Uang tunai itu baru saja diambil Davidson dari salah satu bank yang berada tak jauh dari lokasi penembakan. Dia berada di SPBU untuk mengisi angin pada ban mobilnya yang mendadak kempis, diduga lantaran disabotase pelaku. 

Jelang Lengser, Presiden AS Biden Ampuni Putranya Hunter di Kasus Senjata Api dan Pajak

Polisi lantas meringkus tujuh orang pelaku perampokan itu. Dua di antaranya tewas tertembak petugas lantaran melawan saat hendak dibekuk. 

Sorot Senjata Api - Pistol - Senpi

Propam memeriksa senjata api milik jajaran polisi Polres Bogor di Mapolres Bogor, Cibinong, Kabupaten Bogor, Jawa Barat. (ANTARA FOTO/Yulius Satria Wijaya)

Bukan hanya senjata rakitan, senjata api yang dilengkapi surat resmi pun diduga terlibat tindak kriminalitas. Pada Jumat, 6 Oktober 2017 malam, misalnya. 
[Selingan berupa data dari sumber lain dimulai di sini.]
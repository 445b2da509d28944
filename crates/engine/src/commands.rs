//! Command structs for expense write operations.
//!
//! Every change to an expense-generating record goes through
//! [`ExpenseCommand`], so the engine can run the ledger trigger (and, for
//! maintenance finalization, the overspend guard) in the same transaction as
//! the write.

use chrono::NaiveDate;
use serde::Serialize;
use uuid::Uuid;

use crate::{
    Money,
    fuel::Liters,
    maintenance::{MaintenanceKind, MaintenanceState},
    purchase_orders::PurchaseOrderState,
};

/// A write against one of the four expense sources.
#[derive(Clone, Debug)]
pub enum ExpenseCommand {
    CreateMaintenance(NewMaintenanceCmd),
    UpdateMaintenance(UpdateMaintenanceCmd),
    TransitionMaintenance(MaintenanceTransitionCmd),
    DeleteMaintenance { id: Uuid },
    CreateFuel(NewFuelCmd),
    UpdateFuel(UpdateFuelCmd),
    DeleteFuel { id: Uuid },
    CreateRental(NewRentalCmd),
    UpdateRental(UpdateRentalCmd),
    FinalizeRental { id: Uuid, end_date: NaiveDate },
    DeleteRental { id: Uuid },
    CreatePurchaseOrder(NewPurchaseOrderCmd),
    UpdatePurchaseOrder(UpdatePurchaseOrderCmd),
    TransitionPurchaseOrder { id: Uuid, to: PurchaseOrderState },
    DeletePurchaseOrder { id: Uuid },
}

/// Outcome of a successful [`ExpenseCommand`].
#[derive(Clone, Debug, PartialEq, Eq, Serialize)]
pub struct ExpenseReceipt {
    pub record_id: Uuid,
    pub recomputed: Vec<RecomputedAllocation>,
}

/// New executed amount of an allocation touched by the trigger.
#[derive(Clone, Debug, PartialEq, Eq, Serialize)]
pub struct RecomputedAllocation {
    pub allocation_id: Uuid,
    pub executed: Money,
    pub available: Money,
}

/// Create a maintenance event in `Scheduled` state.
#[derive(Clone, Debug)]
pub struct NewMaintenanceCmd {
    pub vehicle_plate: String,
    pub kind: MaintenanceKind,
    pub entry_date: NaiveDate,
    pub odometer_km: i64,
    pub description: String,
    pub scheduled_date: Option<NaiveDate>,
    pub estimated_cost: Money,
    pub labor_cost: Money,
    pub parts_cost: Money,
    pub account_code: Option<String>,
    pub work_order_id: Option<Uuid>,
}

impl NewMaintenanceCmd {
    #[must_use]
    pub fn new(
        vehicle_plate: impl Into<String>,
        kind: MaintenanceKind,
        entry_date: NaiveDate,
        odometer_km: i64,
        description: impl Into<String>,
    ) -> Self {
        Self {
            vehicle_plate: vehicle_plate.into(),
            kind,
            entry_date,
            odometer_km,
            description: description.into(),
            scheduled_date: None,
            estimated_cost: Money::ZERO,
            labor_cost: Money::ZERO,
            parts_cost: Money::ZERO,
            account_code: None,
            work_order_id: None,
        }
    }

    #[must_use]
    pub fn scheduled_date(mut self, date: NaiveDate) -> Self {
        self.scheduled_date = Some(date);
        self
    }

    #[must_use]
    pub fn estimated_cost(mut self, amount: Money) -> Self {
        self.estimated_cost = amount;
        self
    }

    #[must_use]
    pub fn labor_cost(mut self, amount: Money) -> Self {
        self.labor_cost = amount;
        self
    }

    #[must_use]
    pub fn parts_cost(mut self, amount: Money) -> Self {
        self.parts_cost = amount;
        self
    }

    #[must_use]
    pub fn account(mut self, account_code: impl Into<String>) -> Self {
        self.account_code = Some(account_code.into());
        self
    }

    #[must_use]
    pub fn work_order(mut self, work_order_id: Uuid) -> Self {
        self.work_order_id = Some(work_order_id);
        self
    }
}

/// Patch a maintenance event. `None` fields are left unchanged.
#[derive(Clone, Debug, Default)]
pub struct UpdateMaintenanceCmd {
    pub id: Uuid,
    pub vehicle_plate: Option<String>,
    pub entry_date: Option<NaiveDate>,
    pub exit_date: Option<Option<NaiveDate>>,
    pub odometer_km: Option<i64>,
    pub description: Option<String>,
    pub estimated_cost: Option<Money>,
    pub labor_cost: Option<Money>,
    pub parts_cost: Option<Money>,
    pub account_code: Option<Option<String>>,
}

impl UpdateMaintenanceCmd {
    #[must_use]
    pub fn new(id: Uuid) -> Self {
        Self {
            id,
            ..Self::default()
        }
    }

    #[must_use]
    pub fn vehicle(mut self, plate: impl Into<String>) -> Self {
        self.vehicle_plate = Some(plate.into());
        self
    }

    #[must_use]
    pub fn entry_date(mut self, date: NaiveDate) -> Self {
        self.entry_date = Some(date);
        self
    }

    #[must_use]
    pub fn exit_date(mut self, date: Option<NaiveDate>) -> Self {
        self.exit_date = Some(date);
        self
    }

    #[must_use]
    pub fn odometer_km(mut self, km: i64) -> Self {
        self.odometer_km = Some(km);
        self
    }

    #[must_use]
    pub fn description(mut self, description: impl Into<String>) -> Self {
        self.description = Some(description.into());
        self
    }

    #[must_use]
    pub fn estimated_cost(mut self, amount: Money) -> Self {
        self.estimated_cost = Some(amount);
        self
    }

    #[must_use]
    pub fn labor_cost(mut self, amount: Money) -> Self {
        self.labor_cost = Some(amount);
        self
    }

    #[must_use]
    pub fn parts_cost(mut self, amount: Money) -> Self {
        self.parts_cost = Some(amount);
        self
    }

    #[must_use]
    pub fn account(mut self, account_code: Option<String>) -> Self {
        self.account_code = Some(account_code);
        self
    }
}

/// Move a maintenance event to another state.
///
/// `exit_date` is applied before the finalization preconditions are checked.
#[derive(Clone, Debug)]
pub struct MaintenanceTransitionCmd {
    pub id: Uuid,
    pub to: MaintenanceState,
    pub exit_date: Option<NaiveDate>,
}

impl MaintenanceTransitionCmd {
    #[must_use]
    pub fn new(id: Uuid, to: MaintenanceState) -> Self {
        Self {
            id,
            to,
            exit_date: None,
        }
    }

    #[must_use]
    pub fn exit_date(mut self, date: NaiveDate) -> Self {
        self.exit_date = Some(date);
        self
    }
}

/// Record a fuel purchase.
#[derive(Clone, Debug)]
pub struct NewFuelCmd {
    pub vehicle_plate: String,
    pub date: NaiveDate,
    pub liters: Liters,
    pub unit_price: Option<Money>,
    pub total_cost: Money,
    pub odometer_km: i64,
    pub receipt_number: Option<String>,
    pub account_code: Option<String>,
}

impl NewFuelCmd {
    #[must_use]
    pub fn new(
        vehicle_plate: impl Into<String>,
        date: NaiveDate,
        liters: Liters,
        total_cost: Money,
        odometer_km: i64,
    ) -> Self {
        Self {
            vehicle_plate: vehicle_plate.into(),
            date,
            liters,
            unit_price: None,
            total_cost,
            odometer_km,
            receipt_number: None,
            account_code: None,
        }
    }

    #[must_use]
    pub fn unit_price(mut self, price: Money) -> Self {
        self.unit_price = Some(price);
        self
    }

    #[must_use]
    pub fn receipt_number(mut self, receipt: impl Into<String>) -> Self {
        self.receipt_number = Some(receipt.into());
        self
    }

    #[must_use]
    pub fn account(mut self, account_code: impl Into<String>) -> Self {
        self.account_code = Some(account_code.into());
        self
    }
}

/// Patch a fuel purchase. `None` fields are left unchanged.
#[derive(Clone, Debug, Default)]
pub struct UpdateFuelCmd {
    pub id: Uuid,
    pub vehicle_plate: Option<String>,
    pub date: Option<NaiveDate>,
    pub liters: Option<Liters>,
    pub total_cost: Option<Money>,
    pub odometer_km: Option<i64>,
    pub account_code: Option<Option<String>>,
}

impl UpdateFuelCmd {
    #[must_use]
    pub fn new(id: Uuid) -> Self {
        Self {
            id,
            ..Self::default()
        }
    }

    #[must_use]
    pub fn vehicle(mut self, plate: impl Into<String>) -> Self {
        self.vehicle_plate = Some(plate.into());
        self
    }

    #[must_use]
    pub fn date(mut self, date: NaiveDate) -> Self {
        self.date = Some(date);
        self
    }

    #[must_use]
    pub fn liters(mut self, liters: Liters) -> Self {
        self.liters = Some(liters);
        self
    }

    #[must_use]
    pub fn total_cost(mut self, amount: Money) -> Self {
        self.total_cost = Some(amount);
        self
    }

    #[must_use]
    pub fn odometer_km(mut self, km: i64) -> Self {
        self.odometer_km = Some(km);
        self
    }

    #[must_use]
    pub fn account(mut self, account_code: Option<String>) -> Self {
        self.account_code = Some(account_code);
        self
    }
}

/// Open a rental contract.
#[derive(Clone, Debug)]
pub struct NewRentalCmd {
    pub rented_vehicle: String,
    pub replaced_vehicle: Option<String>,
    pub start_date: NaiveDate,
    pub end_date: Option<NaiveDate>,
    pub daily_cost: Money,
    pub reason: String,
    pub account_code: Option<String>,
}

impl NewRentalCmd {
    #[must_use]
    pub fn new(
        rented_vehicle: impl Into<String>,
        start_date: NaiveDate,
        daily_cost: Money,
        reason: impl Into<String>,
    ) -> Self {
        Self {
            rented_vehicle: rented_vehicle.into(),
            replaced_vehicle: None,
            start_date,
            end_date: None,
            daily_cost,
            reason: reason.into(),
            account_code: None,
        }
    }

    #[must_use]
    pub fn replaces(mut self, plate: impl Into<String>) -> Self {
        self.replaced_vehicle = Some(plate.into());
        self
    }

    #[must_use]
    pub fn end_date(mut self, date: NaiveDate) -> Self {
        self.end_date = Some(date);
        self
    }

    #[must_use]
    pub fn account(mut self, account_code: impl Into<String>) -> Self {
        self.account_code = Some(account_code.into());
        self
    }
}

/// Patch a rental contract. `None` fields are left unchanged.
#[derive(Clone, Debug, Default)]
pub struct UpdateRentalCmd {
    pub id: Uuid,
    pub start_date: Option<NaiveDate>,
    pub end_date: Option<Option<NaiveDate>>,
    pub daily_cost: Option<Money>,
    pub account_code: Option<Option<String>>,
}

impl UpdateRentalCmd {
    #[must_use]
    pub fn new(id: Uuid) -> Self {
        Self {
            id,
            ..Self::default()
        }
    }

    #[must_use]
    pub fn start_date(mut self, date: NaiveDate) -> Self {
        self.start_date = Some(date);
        self
    }

    #[must_use]
    pub fn end_date(mut self, date: Option<NaiveDate>) -> Self {
        self.end_date = Some(date);
        self
    }

    #[must_use]
    pub fn daily_cost(mut self, amount: Money) -> Self {
        self.daily_cost = Some(amount);
        self
    }

    #[must_use]
    pub fn account(mut self, account_code: Option<String>) -> Self {
        self.account_code = Some(account_code);
        self
    }
}

/// Issue a purchase order.
#[derive(Clone, Debug)]
pub struct NewPurchaseOrderCmd {
    pub order_number: String,
    pub issued_on: NaiveDate,
    pub amount_total: Money,
    pub vehicle_plate: Option<String>,
    pub account_code: Option<String>,
}

impl NewPurchaseOrderCmd {
    #[must_use]
    pub fn new(order_number: impl Into<String>, issued_on: NaiveDate, amount_total: Money) -> Self {
        Self {
            order_number: order_number.into(),
            issued_on,
            amount_total,
            vehicle_plate: None,
            account_code: None,
        }
    }

    #[must_use]
    pub fn vehicle(mut self, plate: impl Into<String>) -> Self {
        self.vehicle_plate = Some(plate.into());
        self
    }

    #[must_use]
    pub fn account(mut self, account_code: impl Into<String>) -> Self {
        self.account_code = Some(account_code.into());
        self
    }
}

/// Patch a purchase order. `None` fields are left unchanged.
#[derive(Clone, Debug, Default)]
pub struct UpdatePurchaseOrderCmd {
    pub id: Uuid,
    pub issued_on: Option<NaiveDate>,
    pub amount_total: Option<Money>,
    pub vehicle_plate: Option<Option<String>>,
    pub account_code: Option<Option<String>>,
}

impl UpdatePurchaseOrderCmd {
    #[must_use]
    pub fn new(id: Uuid) -> Self {
        Self {
            id,
            ..Self::default()
        }
    }

    #[must_use]
    pub fn issued_on(mut self, date: NaiveDate) -> Self {
        self.issued_on = Some(date);
        self
    }

    #[must_use]
    pub fn amount_total(mut self, amount: Money) -> Self {
        self.amount_total = Some(amount);
        self
    }

    #[must_use]
    pub fn vehicle(mut self, plate: Option<String>) -> Self {
        self.vehicle_plate = Some(plate);
        self
    }

    #[must_use]
    pub fn account(mut self, account_code: Option<String>) -> Self {
        self.account_code = Some(account_code);
        self
    }
}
Seorang dokter, Anwari, diduga mengancam dan menganiaya juru parkir di parkiran basement Mal Gandaria City. Korban Zuansyah (21) diduga dipukul karena Anwari ogah membayar uang parkir.

"Kalau surat-suratnya ada semua. Surat senjata ada," kata Kabid Humas Polda Metro Jaya Komisaris Besar Polisi Argo Yuwono saat dikonfirmasi wartawan di Jakarta, Senin, 9 Oktober 2017.

Perketat Izin

Maraknya senjata rakitan untuk aksi kriminalitas menjadi pekerjaan rumah bagi Polri. Meski terus berupaya untuk memberantas peredaran senjata rakitan, Polri juga memperketat izin kepemilikan untuk senjata api legal. 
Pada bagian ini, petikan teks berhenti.